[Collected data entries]
☆ ☆ ☆ ☆

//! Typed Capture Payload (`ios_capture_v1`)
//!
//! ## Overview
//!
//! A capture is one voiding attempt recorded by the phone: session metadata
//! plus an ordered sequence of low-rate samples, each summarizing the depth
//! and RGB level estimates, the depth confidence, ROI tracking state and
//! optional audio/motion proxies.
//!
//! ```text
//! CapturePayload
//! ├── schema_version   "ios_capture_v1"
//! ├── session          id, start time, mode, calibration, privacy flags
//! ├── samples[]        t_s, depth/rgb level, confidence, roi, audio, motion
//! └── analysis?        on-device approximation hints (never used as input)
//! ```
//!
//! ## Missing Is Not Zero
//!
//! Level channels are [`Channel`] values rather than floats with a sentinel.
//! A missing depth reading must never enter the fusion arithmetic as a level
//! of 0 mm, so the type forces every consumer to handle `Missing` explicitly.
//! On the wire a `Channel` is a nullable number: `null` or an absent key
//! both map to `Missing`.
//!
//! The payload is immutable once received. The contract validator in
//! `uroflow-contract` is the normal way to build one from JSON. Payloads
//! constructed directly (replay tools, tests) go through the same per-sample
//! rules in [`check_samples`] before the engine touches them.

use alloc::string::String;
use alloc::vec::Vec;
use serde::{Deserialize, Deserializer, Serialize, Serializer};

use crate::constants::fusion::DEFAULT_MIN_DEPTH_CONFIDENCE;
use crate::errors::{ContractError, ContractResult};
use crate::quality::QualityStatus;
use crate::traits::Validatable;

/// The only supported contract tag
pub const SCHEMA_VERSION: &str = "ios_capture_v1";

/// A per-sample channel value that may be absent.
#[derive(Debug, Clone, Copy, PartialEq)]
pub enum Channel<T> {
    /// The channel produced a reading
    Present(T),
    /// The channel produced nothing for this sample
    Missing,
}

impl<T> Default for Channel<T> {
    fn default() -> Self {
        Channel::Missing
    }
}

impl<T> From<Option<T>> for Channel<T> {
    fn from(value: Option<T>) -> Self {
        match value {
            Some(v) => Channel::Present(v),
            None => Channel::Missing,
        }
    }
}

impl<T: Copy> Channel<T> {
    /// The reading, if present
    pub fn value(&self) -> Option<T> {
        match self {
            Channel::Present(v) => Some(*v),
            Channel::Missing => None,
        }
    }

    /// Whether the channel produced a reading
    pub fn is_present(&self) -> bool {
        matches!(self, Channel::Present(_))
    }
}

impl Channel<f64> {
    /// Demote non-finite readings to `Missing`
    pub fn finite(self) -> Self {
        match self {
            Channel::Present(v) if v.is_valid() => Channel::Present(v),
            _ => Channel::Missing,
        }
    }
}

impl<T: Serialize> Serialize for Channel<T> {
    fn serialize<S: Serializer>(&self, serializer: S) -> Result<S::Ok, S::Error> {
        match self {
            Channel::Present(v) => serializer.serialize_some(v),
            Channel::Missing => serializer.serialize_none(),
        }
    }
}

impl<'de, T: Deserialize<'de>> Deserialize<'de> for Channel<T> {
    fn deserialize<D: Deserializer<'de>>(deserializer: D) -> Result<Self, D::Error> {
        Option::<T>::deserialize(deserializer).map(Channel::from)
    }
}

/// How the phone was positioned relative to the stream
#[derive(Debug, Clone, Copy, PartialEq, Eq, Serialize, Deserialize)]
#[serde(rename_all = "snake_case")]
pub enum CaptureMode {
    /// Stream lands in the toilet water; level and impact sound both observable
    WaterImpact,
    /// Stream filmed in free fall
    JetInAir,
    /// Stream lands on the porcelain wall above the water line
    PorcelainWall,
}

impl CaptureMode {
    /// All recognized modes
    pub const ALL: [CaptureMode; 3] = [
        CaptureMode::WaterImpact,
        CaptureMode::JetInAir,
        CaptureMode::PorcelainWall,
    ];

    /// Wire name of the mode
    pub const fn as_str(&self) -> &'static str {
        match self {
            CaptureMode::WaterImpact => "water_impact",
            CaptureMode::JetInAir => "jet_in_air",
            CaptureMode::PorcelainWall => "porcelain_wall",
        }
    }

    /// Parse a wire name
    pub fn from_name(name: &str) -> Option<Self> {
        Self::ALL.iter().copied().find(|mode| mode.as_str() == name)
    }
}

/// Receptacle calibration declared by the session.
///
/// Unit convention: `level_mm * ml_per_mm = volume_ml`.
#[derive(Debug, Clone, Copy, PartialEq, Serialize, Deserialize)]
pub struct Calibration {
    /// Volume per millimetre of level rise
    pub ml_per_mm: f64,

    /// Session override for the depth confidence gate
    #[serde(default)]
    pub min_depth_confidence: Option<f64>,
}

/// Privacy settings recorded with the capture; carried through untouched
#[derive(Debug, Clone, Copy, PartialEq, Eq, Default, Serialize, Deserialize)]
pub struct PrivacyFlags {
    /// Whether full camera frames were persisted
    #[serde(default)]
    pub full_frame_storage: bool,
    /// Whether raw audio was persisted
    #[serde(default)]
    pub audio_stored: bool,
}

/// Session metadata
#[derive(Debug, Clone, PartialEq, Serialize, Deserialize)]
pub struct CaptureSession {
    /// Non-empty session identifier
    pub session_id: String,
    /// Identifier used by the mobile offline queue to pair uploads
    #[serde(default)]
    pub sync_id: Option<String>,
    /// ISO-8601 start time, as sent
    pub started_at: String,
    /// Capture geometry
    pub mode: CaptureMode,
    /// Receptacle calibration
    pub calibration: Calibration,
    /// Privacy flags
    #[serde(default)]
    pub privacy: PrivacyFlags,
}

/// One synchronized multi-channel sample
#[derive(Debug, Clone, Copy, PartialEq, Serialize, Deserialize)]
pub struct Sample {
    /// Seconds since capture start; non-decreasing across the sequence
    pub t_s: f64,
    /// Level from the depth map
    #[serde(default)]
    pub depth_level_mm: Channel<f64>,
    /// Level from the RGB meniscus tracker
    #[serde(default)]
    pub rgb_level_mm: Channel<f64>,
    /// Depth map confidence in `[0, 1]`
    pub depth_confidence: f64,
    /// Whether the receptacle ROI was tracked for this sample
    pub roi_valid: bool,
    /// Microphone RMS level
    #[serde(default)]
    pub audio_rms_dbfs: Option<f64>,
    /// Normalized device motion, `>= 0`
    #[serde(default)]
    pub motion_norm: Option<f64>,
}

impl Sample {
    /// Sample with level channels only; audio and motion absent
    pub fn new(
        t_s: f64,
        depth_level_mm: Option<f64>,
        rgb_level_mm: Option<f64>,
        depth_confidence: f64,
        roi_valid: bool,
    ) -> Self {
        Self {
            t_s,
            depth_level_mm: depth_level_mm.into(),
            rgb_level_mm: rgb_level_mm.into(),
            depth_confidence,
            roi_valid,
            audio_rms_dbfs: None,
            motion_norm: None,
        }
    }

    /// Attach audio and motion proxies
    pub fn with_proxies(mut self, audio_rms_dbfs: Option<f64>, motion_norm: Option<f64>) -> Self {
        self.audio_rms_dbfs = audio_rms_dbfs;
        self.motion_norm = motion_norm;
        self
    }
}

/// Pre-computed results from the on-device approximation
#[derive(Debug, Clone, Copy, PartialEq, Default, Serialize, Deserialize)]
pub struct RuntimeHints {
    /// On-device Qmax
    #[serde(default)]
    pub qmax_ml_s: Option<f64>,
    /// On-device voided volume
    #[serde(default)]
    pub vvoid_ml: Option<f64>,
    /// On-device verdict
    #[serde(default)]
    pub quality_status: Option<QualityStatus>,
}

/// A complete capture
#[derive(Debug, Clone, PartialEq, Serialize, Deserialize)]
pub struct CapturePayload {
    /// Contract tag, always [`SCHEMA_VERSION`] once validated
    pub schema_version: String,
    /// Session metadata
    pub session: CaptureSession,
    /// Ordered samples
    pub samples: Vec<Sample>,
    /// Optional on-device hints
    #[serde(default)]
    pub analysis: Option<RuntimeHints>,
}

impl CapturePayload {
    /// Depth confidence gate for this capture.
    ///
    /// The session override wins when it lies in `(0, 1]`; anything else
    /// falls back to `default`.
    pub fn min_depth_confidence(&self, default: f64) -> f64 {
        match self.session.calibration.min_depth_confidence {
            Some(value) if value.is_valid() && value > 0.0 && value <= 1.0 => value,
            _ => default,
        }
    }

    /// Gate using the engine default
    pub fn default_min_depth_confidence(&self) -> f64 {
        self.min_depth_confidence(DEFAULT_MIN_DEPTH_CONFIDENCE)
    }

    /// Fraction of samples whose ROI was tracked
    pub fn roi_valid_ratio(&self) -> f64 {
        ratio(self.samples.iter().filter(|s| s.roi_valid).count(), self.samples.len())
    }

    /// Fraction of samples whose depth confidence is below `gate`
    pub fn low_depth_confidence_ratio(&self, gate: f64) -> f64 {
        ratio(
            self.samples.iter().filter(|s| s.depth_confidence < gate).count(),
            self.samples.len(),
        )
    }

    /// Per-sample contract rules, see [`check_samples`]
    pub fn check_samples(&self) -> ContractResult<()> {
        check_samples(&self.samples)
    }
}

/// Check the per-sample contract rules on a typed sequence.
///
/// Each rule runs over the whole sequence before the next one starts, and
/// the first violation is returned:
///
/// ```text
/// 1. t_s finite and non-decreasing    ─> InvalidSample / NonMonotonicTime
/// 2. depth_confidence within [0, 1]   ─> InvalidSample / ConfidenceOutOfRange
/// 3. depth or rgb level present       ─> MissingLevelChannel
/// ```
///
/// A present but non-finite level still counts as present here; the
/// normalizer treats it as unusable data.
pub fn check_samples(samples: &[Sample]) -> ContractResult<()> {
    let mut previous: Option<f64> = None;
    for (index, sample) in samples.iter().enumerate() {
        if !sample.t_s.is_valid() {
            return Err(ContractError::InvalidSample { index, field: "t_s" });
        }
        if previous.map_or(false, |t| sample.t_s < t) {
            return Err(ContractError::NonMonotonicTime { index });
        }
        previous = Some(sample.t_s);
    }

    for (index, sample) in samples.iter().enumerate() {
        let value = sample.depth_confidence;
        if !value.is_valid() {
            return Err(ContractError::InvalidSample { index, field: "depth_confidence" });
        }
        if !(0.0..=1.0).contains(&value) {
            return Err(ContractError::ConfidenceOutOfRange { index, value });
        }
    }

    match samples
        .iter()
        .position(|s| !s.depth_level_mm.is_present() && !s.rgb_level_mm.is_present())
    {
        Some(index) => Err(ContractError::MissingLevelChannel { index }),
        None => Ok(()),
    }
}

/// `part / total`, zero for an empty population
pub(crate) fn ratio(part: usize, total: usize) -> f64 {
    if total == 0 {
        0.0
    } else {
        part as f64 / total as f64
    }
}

☆ ☆ ☆ ☆

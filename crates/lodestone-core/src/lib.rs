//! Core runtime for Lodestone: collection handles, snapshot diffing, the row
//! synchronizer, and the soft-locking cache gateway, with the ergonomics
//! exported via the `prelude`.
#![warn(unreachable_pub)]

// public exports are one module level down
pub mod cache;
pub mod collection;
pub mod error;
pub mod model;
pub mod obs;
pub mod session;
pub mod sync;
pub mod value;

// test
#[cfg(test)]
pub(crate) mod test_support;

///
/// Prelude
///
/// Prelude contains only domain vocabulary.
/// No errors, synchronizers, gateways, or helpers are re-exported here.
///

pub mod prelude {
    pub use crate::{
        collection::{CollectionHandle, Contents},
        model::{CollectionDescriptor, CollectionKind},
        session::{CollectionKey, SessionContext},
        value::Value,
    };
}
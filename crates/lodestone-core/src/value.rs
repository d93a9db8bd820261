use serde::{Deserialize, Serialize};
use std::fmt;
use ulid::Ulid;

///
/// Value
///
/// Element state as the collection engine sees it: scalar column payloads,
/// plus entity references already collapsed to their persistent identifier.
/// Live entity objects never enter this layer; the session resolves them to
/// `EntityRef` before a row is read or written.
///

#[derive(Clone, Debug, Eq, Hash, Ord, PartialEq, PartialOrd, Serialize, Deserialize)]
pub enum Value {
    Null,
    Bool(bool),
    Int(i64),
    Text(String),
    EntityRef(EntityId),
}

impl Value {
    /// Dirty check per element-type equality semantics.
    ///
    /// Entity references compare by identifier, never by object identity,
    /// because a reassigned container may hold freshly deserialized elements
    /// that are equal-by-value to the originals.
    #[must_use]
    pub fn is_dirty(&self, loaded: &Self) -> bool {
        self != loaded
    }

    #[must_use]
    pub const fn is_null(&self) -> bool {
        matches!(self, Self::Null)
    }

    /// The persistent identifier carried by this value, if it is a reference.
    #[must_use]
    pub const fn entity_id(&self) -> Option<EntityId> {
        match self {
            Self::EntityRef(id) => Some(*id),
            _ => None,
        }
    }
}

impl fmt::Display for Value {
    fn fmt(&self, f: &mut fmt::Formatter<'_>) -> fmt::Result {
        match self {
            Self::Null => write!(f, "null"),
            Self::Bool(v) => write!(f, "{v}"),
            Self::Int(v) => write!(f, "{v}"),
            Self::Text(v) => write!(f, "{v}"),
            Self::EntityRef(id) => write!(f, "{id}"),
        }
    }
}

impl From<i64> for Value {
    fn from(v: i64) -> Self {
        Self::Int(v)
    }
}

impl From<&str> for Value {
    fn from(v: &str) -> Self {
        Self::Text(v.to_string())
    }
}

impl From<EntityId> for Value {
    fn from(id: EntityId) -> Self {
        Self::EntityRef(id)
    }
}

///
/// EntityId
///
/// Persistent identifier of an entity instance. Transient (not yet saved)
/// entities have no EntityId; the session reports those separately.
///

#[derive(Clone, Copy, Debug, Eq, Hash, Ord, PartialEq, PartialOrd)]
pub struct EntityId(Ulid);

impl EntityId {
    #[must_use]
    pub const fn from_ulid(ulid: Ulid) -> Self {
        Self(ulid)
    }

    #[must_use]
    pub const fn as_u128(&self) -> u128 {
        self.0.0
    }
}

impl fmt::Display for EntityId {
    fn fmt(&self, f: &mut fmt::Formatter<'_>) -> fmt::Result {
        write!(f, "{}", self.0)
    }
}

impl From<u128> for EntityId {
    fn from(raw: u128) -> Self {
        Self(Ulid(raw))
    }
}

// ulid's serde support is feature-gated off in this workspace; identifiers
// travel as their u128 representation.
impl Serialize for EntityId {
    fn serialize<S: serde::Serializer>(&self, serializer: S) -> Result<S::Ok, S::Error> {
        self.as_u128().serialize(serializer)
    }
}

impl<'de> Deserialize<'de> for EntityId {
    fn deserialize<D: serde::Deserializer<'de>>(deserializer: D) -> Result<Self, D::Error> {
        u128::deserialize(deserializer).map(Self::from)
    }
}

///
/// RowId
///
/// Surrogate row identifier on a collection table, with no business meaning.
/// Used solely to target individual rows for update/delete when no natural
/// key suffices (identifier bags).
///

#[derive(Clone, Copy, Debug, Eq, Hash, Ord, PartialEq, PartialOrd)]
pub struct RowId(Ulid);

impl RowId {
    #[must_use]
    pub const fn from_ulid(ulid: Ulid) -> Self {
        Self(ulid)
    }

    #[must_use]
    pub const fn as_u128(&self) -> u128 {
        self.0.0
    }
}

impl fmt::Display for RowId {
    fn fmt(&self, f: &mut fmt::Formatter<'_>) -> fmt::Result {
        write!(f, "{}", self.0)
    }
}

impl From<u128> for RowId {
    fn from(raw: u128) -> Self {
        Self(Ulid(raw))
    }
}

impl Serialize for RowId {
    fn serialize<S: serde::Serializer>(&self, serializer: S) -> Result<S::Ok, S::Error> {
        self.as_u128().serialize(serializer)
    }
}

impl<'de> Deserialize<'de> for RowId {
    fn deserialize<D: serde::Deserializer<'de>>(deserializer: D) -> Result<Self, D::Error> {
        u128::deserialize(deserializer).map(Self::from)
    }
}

☆ ☆ ☆ ☆

## Your instructions
If a line of the data contains the string "field", count it; then give the total alone.

## Response
2